Physical therapy managers who are interested in a conflict management tool that takes into account shifts in stress levels and cultural sensitivity should refer to the Kraybill Conflict Style Inventory.35 Ron Kraybill identified five styles of responding to conflict (i.e., directing, harmonizing, avoiding, cooperating, and compromising), a schema that accounts for varying responses in “calm” and “storm” conditions and differentiates responses on the basis of whether the user comes from a collectivist-as opposed to an individualist-oriented culture.

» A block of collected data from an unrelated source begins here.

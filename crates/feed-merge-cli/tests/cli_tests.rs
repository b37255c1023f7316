//! Integration tests for the `feedmerge` binary.
//!
//! These use `assert_cmd` and `predicates` to run the merge and extract
//! subcommands through the actual binary, including stdin piping, file
//! output, config overrides and failure exit codes.

// `Command::cargo_bin` was deprecated in assert_cmd 2.1.2 in favor of
// `cargo::cargo_bin_cmd!`. Allow it until we migrate.
#![allow(deprecated)]

use assert_cmd::Command;
use predicates::prelude::*;
use wiremock::matchers::path;
use wiremock::{Mock, MockServer, ResponseTemplate};

/// Helper: path to the registry.json fixture.
fn registry_path() -> &'static str {
    concat!(env!("CARGO_MANIFEST_DIR"), "/tests/fixtures/registry.json")
}

/// Helper: path to the airbnb.ics fixture.
fn airbnb_path() -> &'static str {
    concat!(env!("CARGO_MANIFEST_DIR"), "/tests/fixtures/airbnb.ics")
}

fn feedmerge() -> Command {
    let mut cmd = Command::cargo_bin("feedmerge").unwrap();
    cmd.env("RUST_LOG", "warn");
    cmd
}

// ─────────────────────────────────────────────────────────────────────────────
// Merge subcommand
// ─────────────────────────────────────────────────────────────────────────────

#[test]
fn merge_registry_to_stdout() {
    feedmerge()
        .args(["merge", "--registry", registry_path()])
        .assert()
        .success()
        .stdout(predicate::str::starts_with(
            "BEGIN:VCALENDAR\r\nVERSION:2.0\r\nPRODID:-//haven-calendar//Merged Calendar//EN\r\n",
        ))
        .stdout(predicate::str::contains("SUMMARY:Reservation Jane Doe\r\n"))
        .stdout(predicate::str::contains("DTSTART:20240601T000000Z\r\n"))
        .stdout(predicate::str::contains("SUMMARY:Owner stay\r\n"))
        .stdout(predicate::str::contains("STATUS:TENTATIVE\r\n"))
        .stdout(predicate::str::ends_with("END:VCALENDAR\r\n"));
}

#[test]
fn merge_lists_blocks_before_bookings() {
    let output = feedmerge()
        .args(["merge", "--registry", registry_path()])
        .output()
        .unwrap();
    let doc = String::from_utf8(output.stdout).unwrap();

    let block = doc.find("UID:block-12").unwrap();
    let newest_booking = doc.find("UID:bk-2024-0002").unwrap();
    let older_booking = doc.find("UID:bk-2024-0001").unwrap();
    assert!(block < newest_booking);
    assert!(newest_booking < older_booking);
}

#[test]
fn merge_to_file() {
    let dir = tempfile::tempdir().unwrap();
    let out = dir.path().join("merged.ics");

    feedmerge()
        .args(["merge", "--registry", registry_path(), "-o"])
        .arg(&out)
        .assert()
        .success()
        .stdout(predicate::str::is_empty());

    let written = std::fs::read_to_string(&out).unwrap();
    assert!(written.contains("CATEGORIES:Site\r\n"));
}

#[test]
fn product_id_override_reaches_the_envelope() {
    feedmerge()
        .args([
            "merge",
            "--registry",
            registry_path(),
            "--product-id",
            "ocean-haven",
        ])
        .assert()
        .success()
        .stdout(predicate::str::contains(
            "PRODID:-//ocean-haven//Merged Calendar//EN\r\n",
        ));
}

#[test]
fn config_file_is_applied() {
    let dir = tempfile::tempdir().unwrap();
    let config = dir.path().join("merge.toml");
    std::fs::write(&config, "booking_summary_prefix = \"Stay:\"\n").unwrap();

    feedmerge()
        .args(["merge", "--registry", registry_path(), "--config"])
        .arg(&config)
        .assert()
        .success()
        .stdout(predicate::str::contains("SUMMARY:Stay: Jane Doe\r\n"));
}

#[test]
fn unknown_config_key_fails() {
    let dir = tempfile::tempdir().unwrap();
    let config = dir.path().join("merge.toml");
    std::fs::write(&config, "timeout = 5\n").unwrap();

    feedmerge()
        .args(["merge", "--registry", registry_path(), "--config"])
        .arg(&config)
        .assert()
        .failure()
        .stderr(predicate::str::contains("Failed to load config"));
}

#[test]
fn missing_registry_fails_the_merge() {
    feedmerge()
        .args(["merge", "--registry", "/definitely/not/here.json"])
        .assert()
        .failure()
        .stdout(predicate::str::is_empty())
        .stderr(predicate::str::contains("Storage error"));
}

#[test]
fn zero_in_flight_override_is_rejected() {
    feedmerge()
        .args(["merge", "--registry", registry_path(), "--max-in-flight", "0"])
        .assert()
        .failure()
        .stderr(predicate::str::contains("max_in_flight"));
}

#[tokio::test(flavor = "multi_thread")]
async fn merge_with_remote_feeds_tolerates_a_failing_source() {
    let server = MockServer::start().await;
    Mock::given(path("/airbnb.ics"))
        .respond_with(
            ResponseTemplate::new(200)
                .set_body_string(std::fs::read_to_string(airbnb_path()).unwrap()),
        )
        .mount(&server)
        .await;
    Mock::given(path("/vrbo.ics"))
        .respond_with(ResponseTemplate::new(500))
        .mount(&server)
        .await;

    let dir = tempfile::tempdir().unwrap();
    let registry = dir.path().join("registry.json");
    std::fs::write(
        &registry,
        format!(
            r#"{{"sources": [
                {{"platform": "Airbnb", "url": "{uri}/airbnb.ics"}},
                {{"platform": "Vrbo", "url": "{uri}/vrbo.ics"}}
            ]}}"#,
            uri = server.uri()
        ),
    )
    .unwrap();

    let output = feedmerge()
        .arg("merge")
        .arg("--registry")
        .arg(&registry)
        .output()
        .unwrap();
    let doc = String::from_utf8(output.stdout).unwrap();

    assert!(output.status.success());
    assert_eq!(doc.matches("CATEGORIES:Airbnb\r\n").count(), 2);
    assert!(!doc.contains("CATEGORIES:Vrbo"));
    assert!(!doc.contains("1418fb94e984-a3"));
}

// ─────────────────────────────────────────────────────────────────────────────
// Extract subcommand
// ─────────────────────────────────────────────────────────────────────────────

#[test]
fn extract_file_prints_complete_spans_only() {
    let output = feedmerge()
        .args(["extract", "-i", airbnb_path()])
        .output()
        .unwrap();
    let text = String::from_utf8(output.stdout).unwrap();

    assert!(output.status.success());
    assert_eq!(text.matches("BEGIN:VEVENT").count(), 2);
    assert!(text.contains("UID:1418fb94e984-a2@airbnb.com"));
    assert!(!text.contains("UID:1418fb94e984-a3@airbnb.com"));
    assert!(!text.contains("VCALENDAR"));
}

#[test]
fn extract_with_platform_tags_each_span() {
    feedmerge()
        .args(["extract", "-i", airbnb_path(), "--platform", "Airbnb"])
        .assert()
        .success()
        .stdout(predicate::str::contains(
            "BEGIN:VEVENT\r\nCATEGORIES:Airbnb\r\nDTEND;VALUE=DATE:20240904",
        ));
}

#[test]
fn extract_stdin() {
    feedmerge()
        .arg("extract")
        .write_stdin("noise\nBEGIN:VEVENT\nUID:x\nEND:VEVENT\nmore noise\n")
        .assert()
        .success()
        .stdout("BEGIN:VEVENT\nUID:x\nEND:VEVENT\n");
}

#[test]
fn extract_empty_input_prints_nothing() {
    feedmerge()
        .arg("extract")
        .write_stdin("")
        .assert()
        .success()
        .stdout(predicate::str::is_empty());
}

#[test]
fn extract_missing_file_fails() {
    feedmerge()
        .args(["extract", "-i", "/definitely/not/here.ics"])
        .assert()
        .failure()
        .stderr(predicate::str::contains("Failed to read file"));
}

// ─────────────────────────────────────────────────────────────────────────────
// Argument handling
// ─────────────────────────────────────────────────────────────────────────────

#[test]
fn subcommand_is_required() {
    feedmerge().assert().failure();
}

#[test]
fn merge_requires_a_registry() {
    feedmerge()
        .arg("merge")
        .env_remove("FEEDMERGE_REGISTRY")
        .assert()
        .failure()
        .stderr(predicate::str::contains("--registry"));
}
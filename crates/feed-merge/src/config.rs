//! Merge configuration.

use std::path::Path;
use std::time::Duration;

use serde::{Deserialize, Serialize};

use crate::error::{MergeError, Result};
use crate::fetcher::FetchPolicy;

#[derive(Debug, Clone, PartialEq, Eq, Serialize, Deserialize)]
#[serde(default, deny_unknown_fields)]
pub struct MergeConfig {
    /// Product identifier written into `PRODID`.
    pub product_id: String,
    /// Timeout for a single fetch attempt.
    pub fetch_timeout_ms: u64,
    /// Maximum number of feeds fetched at once.
    pub max_in_flight: usize,
    /// Extra attempts per feed after the first failure.
    pub fetch_retries: u32,
    pub retry_backoff_ms: u64,
    /// Feeds with a larger body are treated as unavailable.
    pub max_body_bytes: usize,
    /// Summary for manual blocks without a note.
    pub block_summary: String,
    /// Booking summaries read `<prefix> <guest name>`.
    pub booking_summary_prefix: String,
}

impl Default for MergeConfig {
    fn default() -> Self {
        Self {
            product_id: "haven-calendar".to_string(),
            fetch_timeout_ms: 10_000,
            max_in_flight: 4,
            fetch_retries: 0,
            retry_backoff_ms: 500,
            max_body_bytes: 5 * 1024 * 1024,
            block_summary: "Blocked".to_string(),
            booking_summary_prefix: "Reservation".to_string(),
        }
    }
}

impl MergeConfig {
    pub fn from_toml_str(raw: &str) -> Result<Self> {
        let config: MergeConfig =
            toml::from_str(raw).map_err(|e| MergeError::Config(e.to_string()))?;
        config.validate()?;
        Ok(config)
    }

    pub fn load(path: impl AsRef<Path>) -> Result<Self> {
        let path = path.as_ref();
        let raw = std::fs::read_to_string(path)
            .map_err(|e| MergeError::Config(format!("{}: {e}", path.display())))?;
        Self::from_toml_str(&raw)
    }

    pub fn validate(&self) -> Result<()> {
        if self.product_id.trim().is_empty() {
            return Err(MergeError::Config("product_id is empty".to_string()));
        }
        if self.product_id.contains(['\r', '\n']) {
            return Err(MergeError::Config(
                "product_id must be a single line".to_string(),
            ));
        }
        if self.fetch_timeout_ms == 0 {
            return Err(MergeError::Config("fetch_timeout_ms must be > 0".to_string()));
        }
        if self.max_in_flight == 0 {
            return Err(MergeError::Config("max_in_flight must be > 0".to_string()));
        }
        if self.max_body_bytes == 0 {
            return Err(MergeError::Config("max_body_bytes must be > 0".to_string()));
        }
        if self.block_summary.trim().is_empty() {
            return Err(MergeError::Config("block_summary is empty".to_string()));
        }
        Ok(())
    }

    pub fn fetch_policy(&self) -> FetchPolicy {
        FetchPolicy {
            timeout: Duration::from_millis(self.fetch_timeout_ms),
            max_in_flight: self.max_in_flight,
            retries: self.fetch_retries,
            retry_backoff: Duration::from_millis(self.retry_backoff_ms),
        }
    }
}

Negotiation is a term that can be used in interpersonal relationships, such as negotiating the perception of our identity, in addition to legal contexts, wherein two individuals negotiate a contract. In a broader sense, negotiation is considered a subcategory of alternative dispute resolution (ADR). When a third party becomes involved in the resolution of a conflict, the terms mediation or arbitration are used. Mediation is when a third party helps to negotiate a resolution by bringing the parties in dispute closer to a mutual and fair resolution. In arbitration the third party is given the power to adjudicate or impose a solution on the parties in dispute. For further information on mediation, refer to “Model of Standards of Conduct for Mediators,” created collaboratively by the American Bar Association, the American Arbitration Association, and the Association for Conflict Resolution (2005).4

Negotiations inherently involve conflict between individuals or among members of groups. Physical therapy managers frequently work through the process of negotiation. The manager will also have opportunities to mediate or arbitrate conflict between employees, often without prior training. In professional settings, such as physical therapy practices, disagreement cannot be permitted to fester into disenchantment, which results in diminished quality of patient care services. Substantive disagreements, as well as introduction of material changes in policies or procedures, must be aired openly among staff members. Formalized negotiation processes optimize the flow and outcomes of such events.

EXERCISE 1-5

Divide into labor and management teams; use the information on conflict management to prepare for negotiating the issues in the case scenarios below; then bargain over this issue to conclusion (time commitment 1–6 hours). The course instructor should act as facilitator and create confidential information for each team to use in the exercise.

CASE 1

ABC Health System is a leading community hospital in a midsize Northeast city. ABC has three competitors, all of which recently implemented 7-day comprehensive (full-service) rehabilitation coverage for their inpatients and outpatients. ABC is unionized throughout the system, and the rank-and-file have strong resistance to moving from 5- to 7-day full coverage. Good luck!

CASE 2

IBCore Medical System operates in the western half of a large rust-belt state, controlling some 150 clinical sites and employing more than 450 physical therapists, physical therapist assistants, and support and administrative staff. IBCore wants to dominate physical therapy service delivery throughout the region of five nearby states. To do so in the eyes of the Chairman requires, among other things, a federal contract to provide physical therapy services in federal facilities within these five states. To be competitive for such a contract with the current conservative executive governmental team, the following are deemed essential for IBCore to have in place: (1) a drug awareness program for compliance with the federal Drug-Free Workplace Act and (2) a comprehensive employee drug-testing program. The employees of IBCore are unionized and are adamantly opposed to workplace drug testing. (Before starting, read the drug-testing vignette below.) Good luck!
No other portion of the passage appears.